The screenplay by Dobbs and Rossi essentially reads as “Wikipedia: The Movie,” cherry-picking key moments from Gotti’s life and transcribing them for the screen, with Connolly’s pedestrian point-and-shoot approach offering not an ounce of wit or imagination to the proceedings.
A Face Only a Mother Could Love
Poor storytelling is one issue with Gotti; repugnant aesthetics are another. The film is ugly, often deliberately so, favoring steely blues and industrial greys in its color schemes, as mafia business operations are routinely conducted in dingy warehouses and small, low-lit backrooms. Cinematography by Michael Barrett is also on the iffy side, finding plenty of shots reframing and refocusing right in the middle of a take. It’s sloppy work.
There’s also a bizarre soundtrack element to Gotti, and it’s as woefully misguided as the rest of the picture. Apart from one track from Pitbull (who inexplicably scored the rest of the film, and no, I cannot elaborate any further on that, which should speak to the memorability of his involvement), period-appropriate needle drops are deployed throughout, and they become increasingly more hilarious as to how incongruous they are. “Call Me” by Blondie used dietetically in a nightclub? Perfectly fine. Pet Shop Boys’ “West End Girls” kicking in during a car-bombing? Um, okay.

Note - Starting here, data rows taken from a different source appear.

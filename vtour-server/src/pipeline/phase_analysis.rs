//! Stage 1: ANALYSIS
//!
//! Room detection over the uploaded photos. The detector is called exactly
//! once per run; its drafts become Room records owned by the tour.

use super::PipelineOrchestrator;
use anyhow::Result;
use chrono::Utc;
use tokio_util::sync::CancellationToken;
use vtour_common::events::TourEvent;
use vtour_common::models::{NewRoom, ProcessingStep};

impl PipelineOrchestrator {
    pub(super) async fn phase_analysis(
        &self,
        tour_id: i64,
        cancel: &CancellationToken,
    ) -> Result<()> {
        self.pace(self.schedule().analysis, cancel).await?;

        let processed = self.mark_stage(tour_id, ProcessingStep::Analysis).await?;
        tracing::info!(tour_id, processed, "Stage 1: ANALYSIS - room detection");

        let photos = self.store().photos_by_tour(tour_id).await;
        let drafts = self.detector().detect(&photos)?;
        let detected = drafts.len();

        for draft in drafts {
            self.store()
                .create_room(NewRoom {
                    tour_id,
                    name: draft.name,
                    room_type: draft.room_type,
                    confidence: draft.confidence,
                    photo_count: draft.photo_count,
                    thumbnail_url: draft.thumbnail_url,
                })
                .await;
        }

        tracing::info!(tour_id, detected, "Room detection complete");
        self.event_bus().emit_lossy(TourEvent::RoomsDetected {
            tour_id,
            count: detected,
            timestamp: Utc::now(),
        });

        Ok(())
    }
}
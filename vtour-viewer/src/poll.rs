//! Polling driver for the processing screen
//!
//! **[VWR-PL-010]** While a tour is not terminal the client polls the tour
//! record at a fixed interval, and the room list at a second interval once
//! processing starts. On completion the room list is adopted, a short
//! perceived-completion delay passes, and the section switches to the
//! viewer. A failed tour is terminal immediately: polling stops and no
//! automatic section change happens.

use std::time::Duration;

use vtour_common::models::TourStatus;

use crate::client::{ClientError, TourClient};
use crate::state::{Section, ViewerAction, ViewerState};

/// Fixed polling cadence
#[derive(Debug, Clone)]
pub struct PollSchedule {
    /// Tour record poll interval
    pub tour_interval: Duration,
    /// Room list poll interval while processing
    pub rooms_interval: Duration,
    /// Pause between completion and the switch to the viewer; purely for
    /// perceived-completion UX, not a correctness requirement
    pub viewer_delay: Duration,
}

impl Default for PollSchedule {
    fn default() -> Self {
        Self {
            tour_interval: Duration::from_secs(2),
            rooms_interval: Duration::from_secs(3),
            viewer_delay: Duration::from_secs(1),
        }
    }
}

/// Drives a [`ViewerState`] through the processing screen until the tour is
/// terminal
pub struct TourPoller {
    client: TourClient,
    schedule: PollSchedule,
}

impl TourPoller {
    pub fn new(client: TourClient) -> Self {
        Self {
            client,
            schedule: PollSchedule::default(),
        }
    }

    pub fn with_schedule(mut self, schedule: PollSchedule) -> Self {
        self.schedule = schedule;
        self
    }

    /// Poll until `tour_id` reaches a terminal status
    ///
    /// Returns once the tour completed (after switching the section to the
    /// viewer) or failed (leaving the section untouched so the UI can show
    /// the terminal failure).
    pub async fn run(
        &self,
        state: &mut ViewerState,
        tour_id: i64,
    ) -> Result<TourStatus, ClientError> {
        let mut tour_tick = tokio::time::interval(self.schedule.tour_interval);
        let mut rooms_tick = tokio::time::interval(self.schedule.rooms_interval);

        loop {
            let processing = matches!(
                state.tour.as_ref().map(|tour| tour.status),
                Some(TourStatus::Processing)
            );

            tokio::select! {
                _ = tour_tick.tick() => {
                    let tour = self.client.tour(tour_id).await?;
                    let status = tour.status;
                    state.apply(ViewerAction::TourUpdated(tour));

                    match status {
                        TourStatus::Completed => {
                            let rooms = self.client.rooms(tour_id).await?;
                            state.apply(ViewerAction::RoomsLoaded(rooms));

                            tokio::time::sleep(self.schedule.viewer_delay).await;
                            state.apply(ViewerAction::Navigate(Section::Viewer));
                            return Ok(TourStatus::Completed);
                        }
                        TourStatus::Failed => {
                            tracing::warn!(tour_id, "Tour processing failed; polling stopped");
                            return Ok(TourStatus::Failed);
                        }
                        _ => {}
                    }
                }
                _ = rooms_tick.tick(), if processing => {
                    let rooms = self.client.rooms(tour_id).await?;
                    state.apply(ViewerAction::RoomsLoaded(rooms));
                }
            }
        }
    }
}
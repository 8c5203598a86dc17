//! # VTour Viewer Client
//!
//! Client-held state for the tour viewer: which screen is shown, which tour
//! is active, which room is in view, and the local upload queue. All state
//! mutation goes through a reducer-style transition function so the UI layer
//! stays a pure projection of [`state::ViewerState`].
//!
//! The crate also ships the HTTP client and the polling driver that follow
//! the tour processing service's polling contract.

pub mod client;
pub mod poll;
pub mod progress;
pub mod state;

pub use client::{ClientError, TourClient};
pub use poll::{PollSchedule, TourPoller};
pub use progress::{step_progress_percent, step_status, StepStatus, PIPELINE_STEPS};
pub use state::{PendingFile, Section, ViewerAction, ViewerState};
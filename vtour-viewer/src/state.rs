//! Viewer state machine
//!
//! **[VWR-ST-010]** Exactly one section is active at a time; sections switch
//! only through explicit [`ViewerAction::Navigate`] transitions (the polling
//! driver issues the single automatic Processing → Viewer transition after
//! completion).
//!
//! **[VWR-NAV-010]** Room navigation is cyclic and defined for every room
//! count: on an empty room list all navigation actions are no-ops, and an
//! out-of-range absolute jump is rejected rather than clamped.

use vtour_common::models::{Photo, Room, Tour};

/// Top-level screen selector
#[derive(Debug, Clone, Copy, PartialEq, Eq)]
pub enum Section {
    Home,
    Upload,
    Broadcast,
    Processing,
    Viewer,
}

/// A locally queued file waiting to be uploaded
#[derive(Debug, Clone)]
pub struct PendingFile {
    pub name: String,
    pub mime: String,
    pub bytes: Vec<u8>,
}

/// Every way the viewer state may change
#[derive(Debug, Clone)]
pub enum ViewerAction {
    /// Switch the active section
    Navigate(Section),
    /// Adopt a (re)fetched tour record
    TourUpdated(Tour),
    /// Adopt the fetched room list; the room cursor resets to the first room
    RoomsLoaded(Vec<Room>),
    /// Adopt the fetched photo list
    PhotosLoaded(Vec<Photo>),

    /// Advance the room cursor with wraparound
    NextRoom,
    /// Decrement the room cursor with wraparound
    PreviousRoom,
    /// Absolute jump; rejected when out of range
    GoToRoom(usize),

    /// Append files to the upload queue
    QueueFiles(Vec<PendingFile>),
    /// Drop one queued file by position; rejected when out of range
    RemoveFile(usize),
    /// Empty the upload queue
    ClearFiles,
    /// An upload request went out
    UploadStarted,
    /// Advisory upload progress, 0-100
    UploadProgress(u8),
    /// The upload response arrived; the queue has served its purpose
    UploadFinished,
}

/// Client-held viewer state; mutate only through [`ViewerState::apply`]
#[derive(Debug, Clone)]
pub struct ViewerState {
    pub section: Section,
    pub tour: Option<Tour>,
    pub rooms: Vec<Room>,
    pub photos: Vec<Photo>,
    pub current_room_index: usize,

    pub queued_files: Vec<PendingFile>,
    pub is_uploading: bool,
    pub upload_progress: u8,
}

impl Default for ViewerState {
    fn default() -> Self {
        Self {
            section: Section::Home,
            tour: None,
            rooms: Vec::new(),
            photos: Vec::new(),
            current_room_index: 0,
            queued_files: Vec::new(),
            is_uploading: false,
            upload_progress: 0,
        }
    }
}

impl ViewerState {
    /// Reducer-style transition function
    pub fn apply(&mut self, action: ViewerAction) {
        match action {
            ViewerAction::Navigate(section) => self.section = section,
            ViewerAction::TourUpdated(tour) => self.tour = Some(tour),
            ViewerAction::RoomsLoaded(rooms) => {
                self.rooms = rooms;
                self.current_room_index = 0;
            }
            ViewerAction::PhotosLoaded(photos) => self.photos = photos,

            ViewerAction::NextRoom => {
                if !self.rooms.is_empty() {
                    self.current_room_index = (self.current_room_index + 1) % self.rooms.len();
                }
            }
            ViewerAction::PreviousRoom => {
                if !self.rooms.is_empty() {
                    self.current_room_index = if self.current_room_index == 0 {
                        self.rooms.len() - 1
                    } else {
                        self.current_room_index - 1
                    };
                }
            }
            ViewerAction::GoToRoom(index) => {
                if index < self.rooms.len() {
                    self.current_room_index = index;
                }
            }

            ViewerAction::QueueFiles(files) => self.queued_files.extend(files),
            ViewerAction::RemoveFile(index) => {
                if index < self.queued_files.len() {
                    self.queued_files.remove(index);
                }
            }
            ViewerAction::ClearFiles => self.queued_files.clear(),
            ViewerAction::UploadStarted => {
                self.is_uploading = true;
                self.upload_progress = 0;
            }
            ViewerAction::UploadProgress(progress) => {
                self.upload_progress = progress.min(100);
            }
            ViewerAction::UploadFinished => {
                self.is_uploading = false;
                self.upload_progress = 100;
                self.queued_files.clear();
            }
        }
    }

    /// The room the viewer is currently showing, if any
    pub fn current_room(&self) -> Option<&Room> {
        self.rooms.get(self.current_room_index)
    }
}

The Bangles “Walk Like an Egyptian” playing over Gotti’s walk down a set of courtroom steps, having narrowly escaped conviction in 1987? Haha, alright, stop pulling my leg.
Seriously though, by the time Duran Duran’s “Come Undone” rolls around to underscore the dissolution of Gotti’s empire, you’d be hard-pressed not to dismiss the entire film as a joke. Even when he’s riffing on Scorsese, Connolly’s artistic instincts could not be more wrongheaded.
Gotti: Conclusion
Gotti eventually follows the Don to his grave, chronicling his battle with throat cancer while incarcerated (in perhaps the film’s only true moment of vulnerability, Travolta portrays Gotti with his naturally bald pate in these scenes). Not content to end with his actual demise, the film manages to prattle on for another ten minutes, following Gotti Junior’s legal woes and subsequent news footage of citizens lamenting on Gotti’s passing, hailing him as a modern-day New York Robin Hood.
It’s a shame Connolly didn’t quit while he was behind. All Gotti has going for it is a characteristically energetic Travolta, and without him, it’s dead on arrival.
What do you think? Does John Travolta’s performance do the real John Gotti justice?
Gotti was released in theatres in the U.S. and the UK on June 15.